No es fácil hacer reformas estructurales, y menos cuando la institucionalidad es débil y los intereses particulares organizados se oponen. Muchos loables esfuerzos en distintos campos sensibles –como la erradicación de la minería ilegal, la formalización del transporte o la reestructuración del sector salud, solo por mencionar algunos– son saboteados desde dentro apenas empiezan a ganar dientes.
Una notable excepción que merece ser resaltada ha sido la reforma universitaria. La semana pasada, la Superintendencia Nacional de Educación Superior Universitaria (Sunedu) anunció la culminación de la primera etapa del licenciamiento universitario. Como resultado, 94 casas de estudios fueron autorizadas a seguir operando, 50 fueron denegadas y tres quedaron pendientes de resolución. De acuerdo con Oswaldo Zegarra, superintendente encargado, “el licenciamiento ha permitido que [los alumnos] tengan la seguridad de recibir una formación profesional en universidades, con programas académicos y filiales, con condiciones básicas para su funcionamiento, y eso se traduce en una oferta con mayor garantía para todos los jóvenes del país”.
En un país en el que las reformas difíciles suelen quedar a medio camino, este es un proceso de largo aliento que marca una diferencia con resultados concretos.
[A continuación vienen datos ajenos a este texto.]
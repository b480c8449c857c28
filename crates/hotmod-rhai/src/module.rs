//! Rhai-backed module records
//!
//! The value of a script's final expression is its export:
//! - a function pointer or closure is a function module,
//! - an object map with a `constructor` function pointer is a class module
//!   (`prototype` holds the shared methods, other keys are static members),
//! - anything else is a data module.

use hotmod_kernel::{
    Constructible, HotImportError, HotImportResult, Instance, Invocable, Module, ModuleKind,
    SharedBehavior,
};
use parking_lot::RwLock;
use rhai::{AST, CallFnOptions, Dynamic, FnPtr, Map, Scope};
use serde_json::Value;
use std::collections::BTreeMap;
use std::path::{Path, PathBuf};
use std::sync::Arc;
use tracing::debug;

use crate::engine::{ScriptEngine, dynamic_to_json, json_to_dynamic, map_to_json};
use crate::error::{ScriptError, ScriptResult};

/// Key holding the constructor of a class export
pub const CONSTRUCTOR_KEY: &str = "constructor";
/// Key holding the shared methods of a class export
pub const PROTOTYPE_KEY: &str = "prototype";

/// Compiled script plus the engine able to run it
pub(crate) struct ScriptRuntime {
    engine: Arc<ScriptEngine>,
    ast: AST,
}

impl ScriptRuntime {
    fn call(&self, fn_ptr: &FnPtr, args: Vec<Value>) -> ScriptResult<Dynamic> {
        let args: Vec<Dynamic> = args.iter().map(json_to_dynamic).collect();
        fn_ptr
            .call::<Dynamic>(self.engine.engine(), &self.ast, args)
            .map_err(ScriptError::from)
    }

    fn call_with_this(
        &self,
        fn_ptr: &FnPtr,
        this: &mut Dynamic,
        args: Vec<Value>,
    ) -> ScriptResult<Dynamic> {
        let mut call_args: Vec<Dynamic> = fn_ptr.curry().to_vec();
        call_args.extend(args.iter().map(json_to_dynamic));

        let options = CallFnOptions::new().eval_ast(false).bind_this_ptr(this);
        let mut scope = Scope::new();
        self.engine
            .engine()
            .call_fn_with_options::<Dynamic>(
                options,
                &mut scope,
                &self.ast,
                fn_ptr.fn_name(),
                call_args,
            )
            .map_err(ScriptError::from)
    }
}

/// Methods of one class version
pub struct RhaiPrototype {
    methods: BTreeMap<String, FnPtr>,
    runtime: Arc<ScriptRuntime>,
}

impl SharedBehavior for RhaiPrototype {
    fn method_names(&self) -> Vec<String> {
        self.methods.keys().cloned().collect()
    }

    fn call_method(
        &self,
        this: &mut serde_json::Map<String, Value>,
        name: &str,
        args: Vec<Value>,
    ) -> HotImportResult<Value> {
        let fn_ptr = self
            .methods
            .get(name)
            .ok_or_else(|| HotImportError::MethodNotFound(name.to_string()))?;

        let mut this_dyn = json_to_dynamic(&Value::Object(this.clone()));
        let result = self.runtime.call_with_this(fn_ptr, &mut this_dyn, args)?;

        // methods may update `this`
        if let Some(updated) = this_dyn.try_cast::<Map>() {
            *this = map_to_json(&updated);
        }
        Ok(dynamic_to_json(&result))
    }
}

/// A module record produced by evaluating a Rhai script
pub struct RhaiModule {
    path: PathBuf,
    kind: ModuleKind,
    version: u64,
    source_hash: String,
    export: Dynamic,
    members: RwLock<serde_json::Map<String, Value>>,
    function: Option<FnPtr>,
    constructor: Option<FnPtr>,
    prototype: Option<Arc<RhaiPrototype>>,
    runtime: Arc<ScriptRuntime>,
}

impl RhaiModule {
    /// Classify an evaluated export and build the record.
    pub fn from_export(
        path: &Path,
        export: Dynamic,
        engine: Arc<ScriptEngine>,
        ast: AST,
        version: u64,
        source_hash: String,
    ) -> ScriptResult<Self> {
        let runtime = Arc::new(ScriptRuntime { engine, ast });

        let mut module = Self {
            path: path.to_path_buf(),
            kind: ModuleKind::Data,
            version,
            source_hash,
            export: export.clone(),
            members: RwLock::new(serde_json::Map::new()),
            function: None,
            constructor: None,
            prototype: None,
            runtime,
        };

        if let Some(fn_ptr) = export.clone().try_cast::<FnPtr>() {
            module.kind = ModuleKind::Function;
            module.function = Some(fn_ptr);
        } else if let Some(map) = export.try_cast::<Map>() {
            module.classify_map(map)?;
        }

        debug!(
            "Evaluated {:?} as {} module (version {})",
            module.path, module.kind, module.version
        );
        Ok(module)
    }

    fn classify_map(&mut self, mut map: Map) -> ScriptResult<()> {
        let constructor = map
            .get(CONSTRUCTOR_KEY)
            .and_then(|v| v.clone().try_cast::<FnPtr>());

        if let Some(constructor) = constructor {
            map.remove(CONSTRUCTOR_KEY);

            let mut methods = BTreeMap::new();
            if let Some(proto) = map.remove(PROTOTYPE_KEY) {
                let proto = proto.try_cast::<Map>().ok_or_else(|| {
                    ScriptError::InvalidExport(format!("{} must be an object map", PROTOTYPE_KEY))
                })?;
                for (name, value) in proto {
                    let fn_ptr = value.try_cast::<FnPtr>().ok_or_else(|| {
                        ScriptError::InvalidExport(format!(
                            "{}.{} is not a function",
                            PROTOTYPE_KEY, name
                        ))
                    })?;
                    methods.insert(name.to_string(), fn_ptr);
                }
            }

            self.kind = ModuleKind::Class;
            self.constructor = Some(constructor);
            self.prototype = Some(Arc::new(RhaiPrototype {
                methods,
                runtime: self.runtime.clone(),
            }));
        }

        *self.members.get_mut() = map_to_json(&map);
        Ok(())
    }
}

impl Module for RhaiModule {
    fn path(&self) -> &Path {
        &self.path
    }

    fn kind(&self) -> ModuleKind {
        self.kind
    }

    fn version(&self) -> u64 {
        self.version
    }

    fn source_hash(&self) -> &str {
        &self.source_hash
    }

    fn value(&self) -> Value {
        if self.export.is_map() {
            Value::Object(self.members.read().clone())
        } else {
            dynamic_to_json(&self.export)
        }
    }

    fn members(&self) -> serde_json::Map<String, Value> {
        self.members.read().clone()
    }

    fn member(&self, name: &str) -> Option<Value> {
        self.members.read().get(name).cloned()
    }

    fn set_member(&self, name: &str, value: Value) {
        self.members.write().insert(name.to_string(), value);
    }

    fn shared_behavior(&self) -> Option<Arc<dyn SharedBehavior>> {
        self.prototype
            .clone()
            .map(|p| p as Arc<dyn SharedBehavior>)
    }

    fn as_invocable(&self) -> Option<&dyn Invocable> {
        self.function.as_ref().map(|_| self as &dyn Invocable)
    }

    fn as_constructible(&self) -> Option<&dyn Constructible> {
        self.constructor.as_ref().map(|_| self as &dyn Constructible)
    }
}

impl Invocable for RhaiModule {
    fn invoke(&self, args: Vec<Value>) -> HotImportResult<Value> {
        let fn_ptr = self
            .function
            .as_ref()
            .ok_or_else(|| HotImportError::NotCallable(self.path.clone()))?;
        let result = self.runtime.call(fn_ptr, args)?;
        Ok(dynamic_to_json(&result))
    }
}

impl Constructible for RhaiModule {
    fn construct(&self, args: Vec<Value>) -> HotImportResult<Instance> {
        let constructor = self
            .constructor
            .as_ref()
            .ok_or_else(|| HotImportError::NotConstructible(self.path.clone()))?;

        let fields = self
            .runtime
            .call(constructor, args)?
            .try_cast::<Map>()
            .ok_or_else(|| {
                HotImportError::Execution(format!(
                    "{} of {} must return an object map",
                    CONSTRUCTOR_KEY,
                    self.path.display()
                ))
            })?;

        Ok(Instance::new(
            map_to_json(&fields),
            self.shared_behavior(),
            self.version,
        ))
    }
}
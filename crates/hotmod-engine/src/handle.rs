//! Forwarding handles
//!
//! A [`ModuleHandle`] is the one object callers hold for a module path. Its
//! identity never changes across reloads: `invoke` and `construct` always
//! go through the record currently in the path's slot, while the projected
//! surface (members and shared behaviour) is refreshed by the projector on
//! every commit.

use hotmod_kernel::{
    HotImportError, HotImportResult, Instance, Module, ModuleKind, SharedBehavior,
};
use parking_lot::RwLock;
use serde_json::{Map, Value};
use std::fmt;
use std::path::{Path, PathBuf};
use std::sync::Arc;

use crate::registry::RecordSlot;

/// Members and shared behaviour copied onto the handle
#[derive(Default)]
pub(crate) struct Surface {
    pub(crate) members: Map<String, Value>,
    pub(crate) shared: Option<Arc<dyn SharedBehavior>>,
    pub(crate) version: u64,
}

/// Stable stand-in for a hot module
pub struct ModuleHandle {
    path: PathBuf,
    slot: Arc<RecordSlot>,
    pub(crate) surface: RwLock<Surface>,
}

impl ModuleHandle {
    pub(crate) fn new(path: PathBuf, slot: Arc<RecordSlot>) -> Self {
        Self {
            path,
            slot,
            surface: RwLock::new(Surface::default()),
        }
    }

    pub fn path(&self) -> &Path {
        &self.path
    }

    /// The record the handle currently forwards to
    pub fn current(&self) -> Arc<dyn Module> {
        self.slot.read().clone()
    }

    pub fn kind(&self) -> ModuleKind {
        self.current().kind()
    }

    /// Version of the current record
    pub fn version(&self) -> u64 {
        self.current().version()
    }

    /// JSON view of the current record's export
    pub fn value(&self) -> Value {
        self.current().value()
    }

    /// Call the current record as a function.
    pub fn invoke(&self, args: Vec<Value>) -> HotImportResult<Value> {
        // the slot lock is released before script code runs
        let record = self.current();
        let invocable = record
            .as_invocable()
            .ok_or_else(|| HotImportError::NotCallable(self.path.clone()))?;
        invocable.invoke(args)
    }

    /// Build an instance with the current record's constructor.
    pub fn construct(&self, args: Vec<Value>) -> HotImportResult<Instance> {
        let record = self.current();
        let constructible = record
            .as_constructible()
            .ok_or_else(|| HotImportError::NotConstructible(self.path.clone()))?;
        constructible.construct(args)
    }

    /// Projected member; may be a leftover from an earlier version.
    pub fn member(&self, name: &str) -> Option<Value> {
        self.surface.read().members.get(name).cloned()
    }

    pub fn members(&self) -> Map<String, Value> {
        self.surface.read().members.clone()
    }

    /// Projected shared behaviour
    pub fn shared(&self) -> Option<Arc<dyn SharedBehavior>> {
        self.surface.read().shared.clone()
    }

    /// Version of the record last projected onto the surface
    pub fn projected_version(&self) -> u64 {
        self.surface.read().version
    }
}

impl fmt::Debug for ModuleHandle {
    fn fmt(&self, f: &mut fmt::Formatter<'_>) -> fmt::Result {
        let record = self.current();
        f.debug_struct("ModuleHandle")
            .field("path", &self.path)
            .field("kind", &record.kind())
            .field("version", &record.version())
            .field("members", &self.surface.read().members.len())
            .finish()
    }
}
Desde sus inicios a mediados del 2014, la Ley Universitaria sufrió innumerables cuestionamientos. Algunos fueron formulados con preocupaciones legítimas y a través de los años ayudaron a calibrar mejor las intervenciones de la Sunedu. Otros, sin embargo, provinieron de actores inescrupulosos que usaron influencias políticas para defender la precariedad de sus negocios educativos. A finales del año pasado, por ejemplo, la Comisión de Educación del Congreso intentó extender un rescate a las universidades privadas con licencia denegada. La tratativa fracasó, pero fue útil para recordar el cúmulo de obstáculos que personas allegadas a ciertas universidades han colocado a la labor de la Sunedu.
En miles de casos, no obstante, el daño ya está hecho. Por años numerosas universidades han otorgado grado a profesionales –formados a nombre de la nación– sin los conocimientos básicos para desempeñarse adecuadamente en su carrera y sin oportunidades para encontrar espacios en el mercado laboral. A la fecha, los estudiantes de las universidades denegadas suman casi un cuarto de millón. Las universidades-fachada tomaron el tiempo y el dinero de sus estudiantes a cambio de una promesa académica vacía.
Si bien la reforma universitaria ha cumplido un hito importante, el proceso está lejos de acabar. ¿Qué soluciones reales se ofrecerá a los actuales estudiantes de las universidades con licencia denegada? ¿Qué sistemas de control garantizarán que las universidades operativas tengan incentivos para la mejora continua? ¿Cuáles han sido los resultados de los casi S/1.000 millones que el Ministerio de Educación transfirió a las universidades públicas para mejorar la calidad de su enseñanza? ¿Cómo fomentamos investigación académica competitiva en el ámbito regional y global? La satisfacción del trabajo cumplido a pesar de las adversidades debe ser motivo para duplicar los esfuerzos.
La gran lección de este proceso es que, para atender toda agenda referida o siquiera parte de ella, se requiere un empuje consistente y blindado de intereses subalternos. Como en la minería ilegal o el transporte informal, quienes tengan mucho que perder con las reformas intentarán influenciar las decisiones públicas a su favor. Para dar la batalla se requerirán un arreglo institucional sólido, buenos profesionales en cargos públicos claves y quizá, sobre todo, una ciudadanía consciente e informada sobre la importancia de una educación superior de calidad. De paso, otras reformas estructurales pendientes podrían sacar algunas enseñanzas de este exitoso primer ciclo.